**Assignment:** Each line of the records that holds the word "EncodingKey" should be copied out.
*** Opening of The records ***
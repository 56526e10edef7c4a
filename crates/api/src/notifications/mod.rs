//! Approval notifications for editor updates.
//!
//! The [`ApprovalNotifier`] subscribes to the event bus and emails every
//! active superuser when an editor submits progress text for approval.

pub mod router;

pub use router::ApprovalNotifier;
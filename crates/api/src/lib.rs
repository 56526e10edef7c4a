//! Progress tracker API server library.
//!
//! Exposes config, state, error handling, routes and the approval notifier
//! so integration tests and the binary entrypoint share them.

pub mod auth;
pub mod config;
pub mod error;
pub mod handlers;
pub mod middleware;
pub mod notifications;
pub mod query;
pub mod render;
pub mod response;
pub mod router;
pub mod routes;
pub mod state;
/// All database primary keys are PostgreSQL BIGSERIAL.
pub type DbId = i64;

/// All timestamps are UTC.
pub type Timestamp = chrono::DateTime<chrono::Utc>;

/// Calendar dates without a time component (e.g. `progress_started_at`).
pub type Date = chrono::NaiveDate;
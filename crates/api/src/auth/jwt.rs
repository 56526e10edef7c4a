//! JWT access-token generation and validation.
//!
//! Tokens are HS256-signed and carry the user id and role name. There are no
//! refresh tokens: editors sign in again when the access token expires.

use jsonwebtoken::{decode, encode, DecodingKey, EncodingKey, Header, Validation};
use serde::{Deserialize, Serialize};
use tracker_core::types::DbId;
use uuid::Uuid;

/// JWT claims embedded in every access token.
#[derive(Debug, Serialize, Deserialize, Clone)]
pub struct Claims {
    /// Subject -- the user's internal database id.
    pub sub: DbId,
    /// `"superuser"` or `"editor"`.
    pub role: String,
    /// Expiration time (UTC Unix timestamp).
    pub exp: i64,
    /// Issued-at time (UTC Unix timestamp).
    pub iat: i64,
    /// Unique token identifier for audit logs.
    pub jti: String,
}

#[derive(Debug, Clone)]
pub struct JwtConfig {
    /// HMAC-SHA256 secret used to sign and verify tokens.
    pub secret: String,
    /// Access token lifetime in minutes.
    pub access_token_expiry_mins: i64,
}

/// Editing sessions are long; one working day by default.
const DEFAULT_ACCESS_EXPIRY_MINS: i64 = 480;

impl JwtConfig {
    /// Load JWT configuration from environment variables.
    ///
    /// | Env Var                  | Required | Default |
    /// |--------------------------|----------|---------|
    /// | `JWT_SECRET`             | **yes**  | --      |
    /// | `JWT_ACCESS_EXPIRY_MINS` | no       | `480`   |
    ///
    /// # Panics
    ///
    /// Panics if `JWT_SECRET` is not set or is empty.
    pub fn from_env() -> Self {
        let secret =
            std::env::var("JWT_SECRET").expect("JWT_SECRET must be set in the environment");
        assert!(!secret.is_empty(), "JWT_SECRET must not be empty");

        let access_token_expiry_mins: i64 = std::env::var("JWT_ACCESS_EXPIRY_MINS")
            .unwrap_or_else(|_| DEFAULT_ACCESS_EXPIRY_MINS.to_string())
            .parse()
            .expect("JWT_ACCESS_EXPIRY_MINS must be a valid i64");

        Self {
            secret,
            access_token_expiry_mins,
        }
    }
}

/// Generate an HS256 access token for the given user.
pub fn generate_access_token(
    user_id: DbId,
    role: &str,
    config: &JwtConfig,
) -> Result<String, jsonwebtoken::errors::Error> {
    let now = chrono::Utc::now().timestamp();
    let claims = Claims {
        sub: user_id,
        role: role.to_string(),
        exp: now + config.access_token_expiry_mins * 60,
        iat: now,
        jti: Uuid::new_v4().to_string(),
    };

    encode(
        &Header::default(),
        &claims,
        &EncodingKey::from_secret(config.secret.as_bytes()),
    )
}

/// Validate signature and expiry, returning the embedded [`Claims`].
pub fn validate_token(
    token: &str,
    config: &JwtConfig,
) -> Result<Claims, jsonwebtoken::errors::Error> {
    let token_data = decode::<Claims>(
        token,
        &DecodingKey::from_secret(config.secret.as_bytes()),
        &Validation::default(),
    )?;
    Ok(token_data.claims)
}

#[cfg(test)]
mod tests {
    use super::*;
    use tracker_core::roles::{ROLE_EDITOR, ROLE_SUPERUSER};

    fn config(secret: &str) -> JwtConfig {
        JwtConfig {
            secret: secret.to_string(),
            access_token_expiry_mins: 15,
        }
    }

    #[test]
    fn round_trip_preserves_subject_and_role() {
        let config = config("test-secret-that-is-long-enough-for-hmac");
        let token = generate_access_token(42, ROLE_SUPERUSER, &config).unwrap();

        let claims = validate_token(&token, &config).unwrap();
        assert_eq!(claims.sub, 42);
        assert_eq!(claims.role, ROLE_SUPERUSER);
        assert!(claims.exp > claims.iat);
        assert!(!claims.jti.is_empty());
    }

    #[test]
    fn expired_token_is_rejected() {
        let config = config("test-secret");
        // Well past the default 60-second leeway.
        let now = chrono::Utc::now().timestamp();
        let claims = Claims {
            sub: 1,
            role: ROLE_EDITOR.to_string(),
            exp: now - 300,
            iat: now - 600,
            jti: Uuid::new_v4().to_string(),
        };
        let token = encode(
            &Header::default(),
            &claims,
            &EncodingKey::from_secret(config.secret.as_bytes()),
        )
        .unwrap();

        assert!(validate_token(&token, &config).is_err());
    }

    #[test]
    fn token_from_other_secret_is_rejected() {
        let token = generate_access_token(1, ROLE_EDITOR, &config("secret-alpha")).unwrap();
        assert!(validate_token(&token, &config("secret-bravo")).is_err());
    }
}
*** Close of The records ***
**Expected answer:**
use jsonwebtoken::{decode, encode, DecodingKey, EncodingKey, Header, Validation};
        &EncodingKey::from_secret(config.secret.as_bytes()),
            &EncodingKey::from_secret(config.secret.as_bytes()),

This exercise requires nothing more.